Single-cell sequencing reveals T cell clonal patterns in healthy donors and ulcerative colitis patients.

This observational study utilized single-cell T cell receptor and RNA sequencing to characterize T cell repertoires in 333,088 cells derived from healthy donors and patients with ulcerative colitis (UC). The analysis focused on clonal group distribution, phenotypic diversity, and dispersion patterns within the colon and peripheral blood. No intervention was administered, and the study design is cross-sectional in nature.

In healthy donors, blood-colon clonal sharing was limited. Clonal sharing by T cell population was highest in cytotoxic T effector memory (Tem) populations and lowest in regulatory T cells (Tregs). Within the healthy colon, high clonal sharing occurred independent of anatomic distance and was associated with high intra-clonal phenotypic diversity. Regarding dispersion, cytotoxic and Th17 populations showed high dispersion, whereas Tregs were compartmentalized. Clonal lineages dispersed across blood and colon sites with upregulated trafficking markers, suggesting active movement between tissues. Conversely, lineages dispersed across colon sites showed upregulated residency markers, suggesting intra-colon repertoire sharing is mediated by long-term, slow-moving clonal groups.

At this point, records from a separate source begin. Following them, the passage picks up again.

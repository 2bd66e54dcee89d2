use chrono::NaiveDate;
use haulbook_core::db::open_db_in_memory;
use haulbook_core::{
    DriverId, DriverRepository, NewDriver, NewTrip, Province, RepoError, SqliteDriverRepository,
    SqliteTripRepository, TripListQuery, TripPatch, TripRepository, ValidationError,
};
use rusqlite::Connection;

fn date(value: &str) -> NaiveDate {
    NaiveDate::parse_from_str(value, "%Y-%m-%d").unwrap()
}

fn seed_driver(conn: &Connection, identification_number: &str) -> DriverId {
    SqliteDriverRepository::try_new(conn)
        .unwrap()
        .create(&NewDriver::new("Ana Ruiz", identification_number, "+1"))
        .unwrap()
        .driver_id
}

#[test]
fn create_persists_every_field() {
    let conn = open_db_in_memory().unwrap();
    let driver_id = seed_driver(&conn, "D1");
    let repo = SqliteTripRepository::try_new(&conn).unwrap();

    let payload = NewTrip {
        container_number: Some("MSCU1234567".to_string()),
        trip_payment: Some("175.50".to_string()),
        province: Some(Province::PinarDelRio),
        product: Some("Arroz".to_string()),
        ..NewTrip::for_driver(driver_id).loaded_at(date("2024-03-01"), "08:00")
    };
    let trip = repo.create(&payload).unwrap();

    assert!(trip.trip_id > 0);
    assert_eq!(trip.driver_id, driver_id);
    assert_eq!(trip.container_number.as_deref(), Some("MSCU1234567"));
    assert_eq!(trip.load_date, Some(date("2024-03-01")));
    assert_eq!(trip.load_time.as_deref(), Some("08:00:00"));
    assert_eq!(trip.trip_payment.as_deref(), Some("175.50"));
    assert_eq!(trip.province, Some(Province::PinarDelRio));
    assert_eq!(trip.product.as_deref(), Some("Arroz"));

    assert_eq!(repo.get_by_id(trip.trip_id).unwrap(), Some(trip));
}

#[test]
fn province_is_stored_by_display_name() {
    let conn = open_db_in_memory().unwrap();
    let driver_id = seed_driver(&conn, "D1");
    let repo = SqliteTripRepository::try_new(&conn).unwrap();

    let trip = repo
        .create(&NewTrip {
            province: Some(Province::IslaDeLaJuventud),
            ..NewTrip::for_driver(driver_id)
        })
        .unwrap();

    let stored: String = conn
        .query_row(
            "SELECT province FROM trips WHERE trip_id = ?1;",
            [trip.trip_id],
            |row| row.get(0),
        )
        .unwrap();
    assert_eq!(stored, "Isla de la Juventud");
}

#[test]
fn unknown_driver_is_validation_error() {
    let conn = open_db_in_memory().unwrap();
    let repo = SqliteTripRepository::try_new(&conn).unwrap();

    assert!(matches!(
        repo.create(&NewTrip::for_driver(31)),
        Err(RepoError::Validation(ValidationError::UnknownDriver(31)))
    ));
}

#[test]
fn invalid_payment_and_time_are_rejected_before_insert() {
    let conn = open_db_in_memory().unwrap();
    let driver_id = seed_driver(&conn, "D1");
    let repo = SqliteTripRepository::try_new(&conn).unwrap();

    let bad_payment = NewTrip {
        trip_payment: Some("12,50".to_string()),
        ..NewTrip::for_driver(driver_id)
    };
    assert!(matches!(
        repo.create(&bad_payment),
        Err(RepoError::Validation(ValidationError::InvalidPayment(_)))
    ));

    let bad_time = NewTrip::for_driver(driver_id).loaded_at(date("2024-03-01"), "25:00");
    assert!(matches!(
        repo.create(&bad_time),
        Err(RepoError::Validation(ValidationError::InvalidLoadTime(_)))
    ));
    assert!(repo.list().unwrap().is_empty());
}

#[test]
fn driver_history_is_most_recent_first() {
    let conn = open_db_in_memory().unwrap();
    let driver_id = seed_driver(&conn, "D1");
    let other_id = seed_driver(&conn, "D2");
    let repo = SqliteTripRepository::try_new(&conn).unwrap();

    let early = repo
        .create(&NewTrip::for_driver(driver_id).loaded_at(date("2024-03-01"), "08:00"))
        .unwrap();
    let later_same_day = repo
        .create(&NewTrip::for_driver(driver_id).loaded_at(date("2024-03-01"), "14:30"))
        .unwrap();
    let next_day = repo
        .create(&NewTrip::for_driver(driver_id).loaded_at(date("2024-03-02"), "06:00"))
        .unwrap();
    repo.create(&NewTrip::for_driver(other_id).loaded_at(date("2024-03-05"), "06:00"))
        .unwrap();

    let ids: Vec<_> = repo
        .list_by_driver(driver_id)
        .unwrap()
        .into_iter()
        .map(|trip| trip.trip_id)
        .collect();
    assert_eq!(
        ids,
        vec![next_day.trip_id, later_same_day.trip_id, early.trip_id]
    );
}

#[test]
fn short_and_long_time_forms_order_together() {
    let conn = open_db_in_memory().unwrap();
    let driver_id = seed_driver(&conn, "D1");
    let repo = SqliteTripRepository::try_new(&conn).unwrap();

    let nine = repo
        .create(&NewTrip::for_driver(driver_id).loaded_at(date("2024-03-01"), "09:00"))
        .unwrap();
    let eight_thirty = repo
        .create(&NewTrip::for_driver(driver_id).loaded_at(date("2024-03-01"), "08:30:15"))
        .unwrap();

    let ids: Vec<_> = repo
        .list_by_driver(driver_id)
        .unwrap()
        .into_iter()
        .map(|trip| trip.trip_id)
        .collect();
    assert_eq!(ids, vec![nine.trip_id, eight_thirty.trip_id]);
}

#[test]
fn list_filtered_combines_conditions() {
    let conn = open_db_in_memory().unwrap();
    let ana = seed_driver(&conn, "D1");
    let luis = seed_driver(&conn, "D2");
    let repo = SqliteTripRepository::try_new(&conn).unwrap();

    let trip = |driver_id, day: &str, province, product: &str, payment: &str| NewTrip {
        province: Some(province),
        product: Some(product.to_string()),
        trip_payment: Some(payment.to_string()),
        container_number: Some(format!("CONT-{day}")),
        ..NewTrip::for_driver(driver_id).loaded_at(date(day), "10:00")
    };
    let a1 = repo
        .create(&trip(ana, "2024-03-01", Province::Holguin, "Arroz", "100"))
        .unwrap();
    let a2 = repo
        .create(&trip(ana, "2024-03-10", Province::Holguin, "Azúcar", "250.75"))
        .unwrap();
    let a3 = repo
        .create(&trip(ana, "2024-04-01", Province::Granma, "arroz integral", "90"))
        .unwrap();
    repo.create(&trip(luis, "2024-03-05", Province::Holguin, "Arroz", "300"))
        .unwrap();

    let ids = |query: TripListQuery| -> Vec<i64> {
        repo.list_filtered(&query)
            .unwrap()
            .into_iter()
            .map(|trip| trip.trip_id)
            .collect()
    };

    assert_eq!(ids(TripListQuery::default()).len(), 4);
    assert_eq!(
        ids(TripListQuery {
            driver_id: Some(ana),
            province: Some(Province::Holguin),
            ..TripListQuery::default()
        }),
        vec![a2.trip_id, a1.trip_id]
    );
    assert_eq!(
        ids(TripListQuery {
            driver_id: Some(ana),
            product: Some("ARROZ".to_string()),
            ..TripListQuery::default()
        }),
        vec![a3.trip_id, a1.trip_id]
    );
    assert_eq!(
        ids(TripListQuery {
            load_date_from: Some(date("2024-03-01")),
            load_date_to: Some(date("2024-03-10")),
            payment_min: Some("100".to_string()),
            payment_max: Some("260".to_string()),
            ..TripListQuery::default()
        }),
        vec![a2.trip_id, a1.trip_id]
    );
    assert_eq!(
        ids(TripListQuery {
            container_number: Some("cont-2024-04".to_string()),
            ..TripListQuery::default()
        }),
        vec![a3.trip_id]
    );
}

#[test]
fn list_filtered_pages_results() {
    let conn = open_db_in_memory().unwrap();
    let driver_id = seed_driver(&conn, "D1");
    let repo = SqliteTripRepository::try_new(&conn).unwrap();
    for day in ["2024-01-01", "2024-01-02", "2024-01-03", "2024-01-04"] {
        repo.create(&NewTrip::for_driver(driver_id).loaded_at(date(day), "07:00"))
            .unwrap();
    }

    let dates = |limit, offset| -> Vec<NaiveDate> {
        repo.list_filtered(&TripListQuery {
            limit,
            offset,
            ..TripListQuery::default()
        })
        .unwrap()
        .into_iter()
        .filter_map(|trip| trip.load_date)
        .collect()
    };

    assert_eq!(dates(Some(2), 0), vec![date("2024-01-04"), date("2024-01-03")]);
    assert_eq!(dates(Some(2), 2), vec![date("2024-01-02"), date("2024-01-01")]);
    assert_eq!(dates(None, 3), vec![date("2024-01-01")]);
}

#[test]
fn list_filtered_rejects_malformed_payment_bound() {
    let conn = open_db_in_memory().unwrap();
    let repo = SqliteTripRepository::try_new(&conn).unwrap();

    let query = TripListQuery {
        payment_min: Some("1; DROP TABLE trips".to_string()),
        ..TripListQuery::default()
    };
    assert!(matches!(
        repo.list_filtered(&query),
        Err(RepoError::Validation(ValidationError::InvalidPayment(_)))
    ));
}

#[test]
fn update_patches_and_clears_fields() {
    let conn = open_db_in_memory().unwrap();
    let driver_id = seed_driver(&conn, "D1");
    let other_id = seed_driver(&conn, "D2");
    let repo = SqliteTripRepository::try_new(&conn).unwrap();
    let trip = repo
        .create(&NewTrip {
            product: Some("Arroz".to_string()),
            ..NewTrip::for_driver(driver_id).loaded_at(date("2024-03-01"), "08:00")
        })
        .unwrap();

    let patch = TripPatch {
        driver_id: Some(other_id),
        load_time: Some(Some("9:15".to_string())),
        product: Some(None),
        province: Some(Some(Province::Camaguey)),
        ..TripPatch::default()
    };
    assert!(matches!(
        repo.update(trip.trip_id, &patch),
        Err(RepoError::Validation(ValidationError::InvalidLoadTime(_)))
    ));

    let patch = TripPatch {
        load_time: Some(Some("09:15".to_string())),
        ..patch
    };
    let updated = repo.update(trip.trip_id, &patch).unwrap();
    assert_eq!(updated.driver_id, other_id);
    assert_eq!(updated.load_time.as_deref(), Some("09:15:00"));
    assert_eq!(updated.product, None);
    assert_eq!(updated.province, Some(Province::Camaguey));
    assert_eq!(updated.load_date, Some(date("2024-03-01")));
}

#[test]
fn update_to_unknown_driver_and_missing_trip() {
    let conn = open_db_in_memory().unwrap();
    let driver_id = seed_driver(&conn, "D1");
    let repo = SqliteTripRepository::try_new(&conn).unwrap();
    let trip = repo.create(&NewTrip::for_driver(driver_id)).unwrap();

    let reassign = TripPatch {
        driver_id: Some(500),
        ..TripPatch::default()
    };
    assert!(matches!(
        repo.update(trip.trip_id, &reassign),
        Err(RepoError::Validation(ValidationError::UnknownDriver(500)))
    ));

    let patch = TripPatch {
        product: Some(Some("Café".to_string())),
        ..TripPatch::default()
    };
    assert!(matches!(
        repo.update(trip.trip_id + 100, &patch),
        Err(RepoError::NotFound { entity: "trip", .. })
    ));
}

#[test]
fn update_with_empty_patch_is_rejected() {
    let conn = open_db_in_memory().unwrap();
    let driver_id = seed_driver(&conn, "D1");
    let repo = SqliteTripRepository::try_new(&conn).unwrap();
    let trip = repo.create(&NewTrip::for_driver(driver_id)).unwrap();

    assert!(matches!(
        repo.update(trip.trip_id, &TripPatch::default()),
        Err(RepoError::NoFields("trip"))
    ));
    assert!(matches!(
        repo.update(trip.trip_id + 1, &TripPatch::default()),
        Err(RepoError::NoFields("trip"))
    ));
    assert_eq!(repo.get_by_id(trip.trip_id).unwrap(), Some(trip));
}

#[test]
fn unknown_stored_province_surfaces_as_invalid_data() {
    let conn = open_db_in_memory().unwrap();
    let driver_id = seed_driver(&conn, "D1");
    conn.execute(
        "INSERT INTO trips (driver_id, province) VALUES (?1, 'Atlantis');",
        [driver_id],
    )
    .unwrap();
    let bad_trip = conn.last_insert_rowid();
    let repo = SqliteTripRepository::try_new(&conn).unwrap();

    match repo.list() {
        Err(RepoError::InvalidData(message)) => {
            assert!(message.contains("Atlantis"), "{message}");
            assert!(message.contains(&format!("trip_id={bad_trip}")), "{message}");
        }
        other => panic!("expected invalid data, got {other:?}"),
    }
}

#[test]
fn deletes_by_id_by_driver_and_all() {
    let conn = open_db_in_memory().unwrap();
    let ana = seed_driver(&conn, "D1");
    let luis = seed_driver(&conn, "D2");
    let repo = SqliteTripRepository::try_new(&conn).unwrap();

    let first = repo.create(&NewTrip::for_driver(ana)).unwrap();
    repo.create(&NewTrip::for_driver(ana)).unwrap();
    repo.create(&NewTrip::for_driver(ana)).unwrap();
    repo.create(&NewTrip::for_driver(luis)).unwrap();

    repo.delete(first.trip_id).unwrap();
    repo.delete(first.trip_id).unwrap();
    assert_eq!(repo.delete_by_driver(ana).unwrap(), 2);
    assert!(repo.list_by_driver(ana).unwrap().is_empty());
    assert_eq!(repo.delete_all().unwrap(), 1);
}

In UC patients, Treg distribution expanded across inflamed sites. CD8 Tem clonal groups demonstrated increased dispersion regardless of the presence of inflammation. The study did not report adverse events, serious adverse events, discontinuations, or specific tolerability data. Key limitations include the observational nature of the data, which precludes causal inference regarding disease mechanisms. The findings describe immune repertoire characteristics but do not inform clinical management or therapeutic decisions for ulcerative colitis.